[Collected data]
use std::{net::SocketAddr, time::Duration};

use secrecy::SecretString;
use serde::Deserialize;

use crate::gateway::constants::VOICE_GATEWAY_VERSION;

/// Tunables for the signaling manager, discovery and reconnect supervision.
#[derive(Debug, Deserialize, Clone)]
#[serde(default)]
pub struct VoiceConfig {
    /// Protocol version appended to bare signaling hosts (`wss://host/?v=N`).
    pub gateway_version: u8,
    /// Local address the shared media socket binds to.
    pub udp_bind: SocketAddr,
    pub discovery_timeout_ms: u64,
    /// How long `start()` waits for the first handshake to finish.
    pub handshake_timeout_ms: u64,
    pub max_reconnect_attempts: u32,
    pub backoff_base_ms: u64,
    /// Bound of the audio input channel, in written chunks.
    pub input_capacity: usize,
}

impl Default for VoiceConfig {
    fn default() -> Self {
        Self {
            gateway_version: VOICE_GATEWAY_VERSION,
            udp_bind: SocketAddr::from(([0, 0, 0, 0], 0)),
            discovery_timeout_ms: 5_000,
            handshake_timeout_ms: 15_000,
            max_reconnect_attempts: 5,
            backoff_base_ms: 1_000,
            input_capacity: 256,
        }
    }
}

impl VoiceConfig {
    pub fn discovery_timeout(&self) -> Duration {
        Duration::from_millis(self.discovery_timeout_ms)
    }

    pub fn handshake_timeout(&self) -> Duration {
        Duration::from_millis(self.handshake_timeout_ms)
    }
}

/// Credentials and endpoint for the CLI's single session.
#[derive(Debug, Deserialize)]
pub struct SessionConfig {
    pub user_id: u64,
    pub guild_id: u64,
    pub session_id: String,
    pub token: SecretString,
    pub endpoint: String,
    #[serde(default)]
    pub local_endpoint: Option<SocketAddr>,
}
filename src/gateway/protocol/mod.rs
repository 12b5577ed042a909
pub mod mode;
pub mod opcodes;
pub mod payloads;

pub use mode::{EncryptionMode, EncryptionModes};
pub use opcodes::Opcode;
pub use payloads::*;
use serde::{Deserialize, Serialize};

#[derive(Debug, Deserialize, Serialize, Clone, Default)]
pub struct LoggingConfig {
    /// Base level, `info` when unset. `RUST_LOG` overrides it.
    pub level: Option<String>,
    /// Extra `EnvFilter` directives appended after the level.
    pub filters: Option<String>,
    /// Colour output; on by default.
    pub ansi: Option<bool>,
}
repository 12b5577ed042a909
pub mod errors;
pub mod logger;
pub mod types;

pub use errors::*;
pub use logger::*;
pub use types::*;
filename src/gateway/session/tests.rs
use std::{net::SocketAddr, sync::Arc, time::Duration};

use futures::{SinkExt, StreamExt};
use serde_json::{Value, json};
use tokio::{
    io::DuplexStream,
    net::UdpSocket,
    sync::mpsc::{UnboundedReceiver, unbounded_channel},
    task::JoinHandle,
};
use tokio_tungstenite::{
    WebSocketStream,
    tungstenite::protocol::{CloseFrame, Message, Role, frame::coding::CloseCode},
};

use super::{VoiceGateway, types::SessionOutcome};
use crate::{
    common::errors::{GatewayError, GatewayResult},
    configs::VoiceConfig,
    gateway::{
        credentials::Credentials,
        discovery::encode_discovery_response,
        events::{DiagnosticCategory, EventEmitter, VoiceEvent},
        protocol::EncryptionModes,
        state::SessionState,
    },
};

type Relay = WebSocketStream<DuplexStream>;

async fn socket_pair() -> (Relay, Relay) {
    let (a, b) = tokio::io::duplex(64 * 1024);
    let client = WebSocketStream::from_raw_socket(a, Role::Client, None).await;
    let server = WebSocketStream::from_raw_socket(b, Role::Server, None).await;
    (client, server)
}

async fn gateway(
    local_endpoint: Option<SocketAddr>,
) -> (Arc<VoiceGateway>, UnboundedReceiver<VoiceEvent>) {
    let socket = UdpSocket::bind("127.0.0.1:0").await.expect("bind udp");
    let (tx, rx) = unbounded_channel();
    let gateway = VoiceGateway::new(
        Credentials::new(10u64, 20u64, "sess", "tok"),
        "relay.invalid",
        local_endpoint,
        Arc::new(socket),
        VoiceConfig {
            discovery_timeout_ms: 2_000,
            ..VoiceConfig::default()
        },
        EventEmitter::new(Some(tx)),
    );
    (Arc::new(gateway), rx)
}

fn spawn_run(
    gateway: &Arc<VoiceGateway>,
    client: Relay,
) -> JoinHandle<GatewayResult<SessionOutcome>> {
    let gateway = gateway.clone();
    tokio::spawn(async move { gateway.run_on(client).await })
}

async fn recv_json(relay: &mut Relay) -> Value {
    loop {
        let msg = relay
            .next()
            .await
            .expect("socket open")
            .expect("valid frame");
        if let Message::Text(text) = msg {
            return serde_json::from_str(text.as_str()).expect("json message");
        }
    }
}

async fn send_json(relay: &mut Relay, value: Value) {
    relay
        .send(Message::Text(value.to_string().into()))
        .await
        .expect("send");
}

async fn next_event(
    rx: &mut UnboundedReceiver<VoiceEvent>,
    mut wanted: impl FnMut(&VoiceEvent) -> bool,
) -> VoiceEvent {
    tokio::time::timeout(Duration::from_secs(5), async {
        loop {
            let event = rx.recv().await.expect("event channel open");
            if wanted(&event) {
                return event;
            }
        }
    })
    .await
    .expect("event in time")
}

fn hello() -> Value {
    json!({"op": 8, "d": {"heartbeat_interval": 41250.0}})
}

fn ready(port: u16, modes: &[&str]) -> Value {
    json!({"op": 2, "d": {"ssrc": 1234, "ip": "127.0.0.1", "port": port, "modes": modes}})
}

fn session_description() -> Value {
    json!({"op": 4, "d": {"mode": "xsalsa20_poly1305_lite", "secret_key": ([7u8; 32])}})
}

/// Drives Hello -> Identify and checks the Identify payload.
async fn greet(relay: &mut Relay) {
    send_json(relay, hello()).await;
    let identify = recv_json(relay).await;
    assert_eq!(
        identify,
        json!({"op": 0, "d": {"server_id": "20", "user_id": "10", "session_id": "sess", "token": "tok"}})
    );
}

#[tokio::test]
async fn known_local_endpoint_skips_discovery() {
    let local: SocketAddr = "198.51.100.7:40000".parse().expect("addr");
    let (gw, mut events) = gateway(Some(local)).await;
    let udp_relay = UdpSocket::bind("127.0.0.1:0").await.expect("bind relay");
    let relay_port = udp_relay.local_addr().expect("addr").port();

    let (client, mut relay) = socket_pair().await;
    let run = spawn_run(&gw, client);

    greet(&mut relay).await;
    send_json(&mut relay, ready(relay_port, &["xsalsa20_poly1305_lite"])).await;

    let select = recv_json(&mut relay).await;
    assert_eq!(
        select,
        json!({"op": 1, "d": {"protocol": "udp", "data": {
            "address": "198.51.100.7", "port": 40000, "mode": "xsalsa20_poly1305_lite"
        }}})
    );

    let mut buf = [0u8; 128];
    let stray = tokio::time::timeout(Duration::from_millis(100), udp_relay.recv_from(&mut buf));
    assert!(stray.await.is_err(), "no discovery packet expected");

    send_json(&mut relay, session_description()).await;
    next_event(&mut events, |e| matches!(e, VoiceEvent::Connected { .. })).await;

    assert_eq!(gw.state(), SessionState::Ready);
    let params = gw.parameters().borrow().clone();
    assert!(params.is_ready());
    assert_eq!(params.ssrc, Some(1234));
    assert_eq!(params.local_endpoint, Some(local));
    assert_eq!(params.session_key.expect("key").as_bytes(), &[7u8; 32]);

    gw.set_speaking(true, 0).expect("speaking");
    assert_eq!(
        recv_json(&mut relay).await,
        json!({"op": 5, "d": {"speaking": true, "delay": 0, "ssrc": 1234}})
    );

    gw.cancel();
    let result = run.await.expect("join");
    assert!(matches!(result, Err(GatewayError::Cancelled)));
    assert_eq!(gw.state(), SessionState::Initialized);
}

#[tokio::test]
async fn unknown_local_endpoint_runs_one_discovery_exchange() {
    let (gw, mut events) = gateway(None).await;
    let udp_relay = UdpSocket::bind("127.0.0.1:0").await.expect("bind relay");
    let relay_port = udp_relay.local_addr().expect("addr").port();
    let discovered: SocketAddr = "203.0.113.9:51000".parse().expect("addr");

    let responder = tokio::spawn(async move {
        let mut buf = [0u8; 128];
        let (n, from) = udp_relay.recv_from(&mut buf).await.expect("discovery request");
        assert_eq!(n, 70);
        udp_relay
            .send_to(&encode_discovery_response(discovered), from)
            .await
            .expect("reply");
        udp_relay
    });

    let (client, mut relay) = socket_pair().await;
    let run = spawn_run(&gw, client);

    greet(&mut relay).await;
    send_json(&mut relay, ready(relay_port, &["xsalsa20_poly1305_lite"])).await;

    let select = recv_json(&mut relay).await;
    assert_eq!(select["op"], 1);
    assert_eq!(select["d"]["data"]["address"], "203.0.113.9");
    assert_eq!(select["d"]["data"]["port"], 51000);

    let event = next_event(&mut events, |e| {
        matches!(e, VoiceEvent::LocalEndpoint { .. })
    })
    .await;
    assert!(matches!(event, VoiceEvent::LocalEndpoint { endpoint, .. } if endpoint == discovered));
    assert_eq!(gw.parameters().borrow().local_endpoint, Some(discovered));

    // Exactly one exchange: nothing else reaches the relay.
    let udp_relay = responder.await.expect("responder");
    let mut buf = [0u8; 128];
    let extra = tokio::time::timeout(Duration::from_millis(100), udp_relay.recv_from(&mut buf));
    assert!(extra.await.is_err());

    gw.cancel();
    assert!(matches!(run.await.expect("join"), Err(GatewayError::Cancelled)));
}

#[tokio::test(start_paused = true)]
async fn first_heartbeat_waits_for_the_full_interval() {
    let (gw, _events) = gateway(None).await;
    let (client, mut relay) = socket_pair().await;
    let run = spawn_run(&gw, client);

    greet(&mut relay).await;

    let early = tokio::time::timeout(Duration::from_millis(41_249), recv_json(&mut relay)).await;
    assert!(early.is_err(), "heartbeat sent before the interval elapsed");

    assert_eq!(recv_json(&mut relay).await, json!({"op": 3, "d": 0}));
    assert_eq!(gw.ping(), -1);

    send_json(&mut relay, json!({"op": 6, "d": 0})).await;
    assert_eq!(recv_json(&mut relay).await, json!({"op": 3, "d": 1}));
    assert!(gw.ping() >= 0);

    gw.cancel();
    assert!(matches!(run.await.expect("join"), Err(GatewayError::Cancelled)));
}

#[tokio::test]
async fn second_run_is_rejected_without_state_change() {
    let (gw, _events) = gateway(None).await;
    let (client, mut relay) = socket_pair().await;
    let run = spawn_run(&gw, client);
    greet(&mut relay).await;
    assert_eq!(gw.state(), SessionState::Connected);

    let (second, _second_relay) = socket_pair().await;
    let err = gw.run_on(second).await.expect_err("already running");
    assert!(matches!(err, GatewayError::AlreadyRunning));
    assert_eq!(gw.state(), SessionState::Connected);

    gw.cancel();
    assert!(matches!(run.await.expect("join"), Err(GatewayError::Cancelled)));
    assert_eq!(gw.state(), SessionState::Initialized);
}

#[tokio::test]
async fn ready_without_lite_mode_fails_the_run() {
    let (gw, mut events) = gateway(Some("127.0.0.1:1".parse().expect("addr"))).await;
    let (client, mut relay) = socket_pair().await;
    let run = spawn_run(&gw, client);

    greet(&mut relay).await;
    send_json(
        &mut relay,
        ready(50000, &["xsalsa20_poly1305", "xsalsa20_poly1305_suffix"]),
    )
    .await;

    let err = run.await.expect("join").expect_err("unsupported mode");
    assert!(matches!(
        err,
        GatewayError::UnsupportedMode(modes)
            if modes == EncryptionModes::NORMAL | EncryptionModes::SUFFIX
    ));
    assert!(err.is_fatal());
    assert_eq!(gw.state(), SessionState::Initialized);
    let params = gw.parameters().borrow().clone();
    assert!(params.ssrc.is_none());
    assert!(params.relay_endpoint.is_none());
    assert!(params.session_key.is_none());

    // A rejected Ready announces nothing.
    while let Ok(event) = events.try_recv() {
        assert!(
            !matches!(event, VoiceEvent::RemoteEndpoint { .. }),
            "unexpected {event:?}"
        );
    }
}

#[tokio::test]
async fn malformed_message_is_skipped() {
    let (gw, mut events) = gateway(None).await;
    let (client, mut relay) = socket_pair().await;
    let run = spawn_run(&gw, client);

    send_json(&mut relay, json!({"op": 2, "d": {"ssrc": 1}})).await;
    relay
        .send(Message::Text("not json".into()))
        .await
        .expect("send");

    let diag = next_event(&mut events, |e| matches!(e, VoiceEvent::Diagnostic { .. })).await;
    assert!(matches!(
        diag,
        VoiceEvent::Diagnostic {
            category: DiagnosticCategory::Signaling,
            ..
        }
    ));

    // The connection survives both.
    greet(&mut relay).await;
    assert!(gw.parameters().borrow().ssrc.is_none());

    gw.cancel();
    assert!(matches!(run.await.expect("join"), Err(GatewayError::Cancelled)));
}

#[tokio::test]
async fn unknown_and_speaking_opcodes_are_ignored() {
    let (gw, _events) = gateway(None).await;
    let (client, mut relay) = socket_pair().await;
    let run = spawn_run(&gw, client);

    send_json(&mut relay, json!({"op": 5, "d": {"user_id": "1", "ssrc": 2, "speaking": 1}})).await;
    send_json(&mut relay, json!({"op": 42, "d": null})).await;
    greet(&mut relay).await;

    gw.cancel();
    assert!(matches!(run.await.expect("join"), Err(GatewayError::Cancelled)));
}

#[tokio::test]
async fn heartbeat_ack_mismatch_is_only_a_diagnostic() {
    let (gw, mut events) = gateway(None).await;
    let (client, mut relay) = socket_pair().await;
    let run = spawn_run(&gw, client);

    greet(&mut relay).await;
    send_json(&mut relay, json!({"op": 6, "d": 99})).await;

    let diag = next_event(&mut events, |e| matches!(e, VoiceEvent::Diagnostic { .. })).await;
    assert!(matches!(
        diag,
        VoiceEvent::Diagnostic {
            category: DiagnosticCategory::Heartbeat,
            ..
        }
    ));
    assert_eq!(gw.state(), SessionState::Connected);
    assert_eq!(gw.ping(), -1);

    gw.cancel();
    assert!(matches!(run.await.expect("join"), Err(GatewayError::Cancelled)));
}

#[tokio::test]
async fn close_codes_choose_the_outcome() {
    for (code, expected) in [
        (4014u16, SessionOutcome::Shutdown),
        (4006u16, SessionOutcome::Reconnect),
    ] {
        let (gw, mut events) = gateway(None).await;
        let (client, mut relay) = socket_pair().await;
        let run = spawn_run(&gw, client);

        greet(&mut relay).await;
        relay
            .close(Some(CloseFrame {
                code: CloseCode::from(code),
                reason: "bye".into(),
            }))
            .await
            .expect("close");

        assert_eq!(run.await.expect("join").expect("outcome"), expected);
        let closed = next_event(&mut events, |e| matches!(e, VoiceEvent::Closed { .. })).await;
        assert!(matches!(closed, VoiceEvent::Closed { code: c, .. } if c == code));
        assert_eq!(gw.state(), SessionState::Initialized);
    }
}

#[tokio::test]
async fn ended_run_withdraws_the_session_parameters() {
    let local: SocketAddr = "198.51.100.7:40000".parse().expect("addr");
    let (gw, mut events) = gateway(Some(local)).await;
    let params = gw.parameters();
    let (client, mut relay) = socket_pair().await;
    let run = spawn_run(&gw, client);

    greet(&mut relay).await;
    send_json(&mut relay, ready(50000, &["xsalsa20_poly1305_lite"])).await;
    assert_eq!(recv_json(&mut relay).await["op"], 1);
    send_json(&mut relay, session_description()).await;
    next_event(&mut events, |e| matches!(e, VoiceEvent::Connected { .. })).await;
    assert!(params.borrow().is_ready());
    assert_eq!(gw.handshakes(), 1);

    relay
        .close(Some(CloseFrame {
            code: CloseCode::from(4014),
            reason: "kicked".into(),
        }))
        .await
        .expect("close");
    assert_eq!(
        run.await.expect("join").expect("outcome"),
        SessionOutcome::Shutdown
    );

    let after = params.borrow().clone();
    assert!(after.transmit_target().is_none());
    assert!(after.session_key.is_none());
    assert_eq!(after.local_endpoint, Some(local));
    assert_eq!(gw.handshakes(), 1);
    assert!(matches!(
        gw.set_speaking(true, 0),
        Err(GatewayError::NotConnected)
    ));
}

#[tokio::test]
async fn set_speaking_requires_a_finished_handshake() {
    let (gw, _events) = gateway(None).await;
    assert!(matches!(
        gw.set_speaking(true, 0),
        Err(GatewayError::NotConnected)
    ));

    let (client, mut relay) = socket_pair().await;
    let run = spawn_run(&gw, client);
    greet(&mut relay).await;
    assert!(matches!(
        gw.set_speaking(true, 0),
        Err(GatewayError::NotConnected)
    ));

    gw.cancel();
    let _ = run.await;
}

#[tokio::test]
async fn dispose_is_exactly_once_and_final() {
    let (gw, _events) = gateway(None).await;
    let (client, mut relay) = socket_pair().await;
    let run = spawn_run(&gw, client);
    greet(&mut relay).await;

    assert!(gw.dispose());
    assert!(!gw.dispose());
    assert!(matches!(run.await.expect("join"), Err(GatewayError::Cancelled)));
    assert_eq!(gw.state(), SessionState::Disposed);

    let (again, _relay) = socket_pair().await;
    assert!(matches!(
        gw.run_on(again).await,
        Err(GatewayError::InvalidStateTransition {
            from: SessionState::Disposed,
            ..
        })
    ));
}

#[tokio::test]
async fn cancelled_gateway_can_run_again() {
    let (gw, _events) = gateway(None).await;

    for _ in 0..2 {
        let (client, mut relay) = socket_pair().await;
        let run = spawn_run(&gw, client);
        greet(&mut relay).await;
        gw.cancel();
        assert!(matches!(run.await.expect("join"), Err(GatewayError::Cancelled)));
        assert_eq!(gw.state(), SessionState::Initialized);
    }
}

(Work instructions):
For the entries above, state how many lines contain the word "Credentials". Provide the number by itself.

(Output of the exercise):
3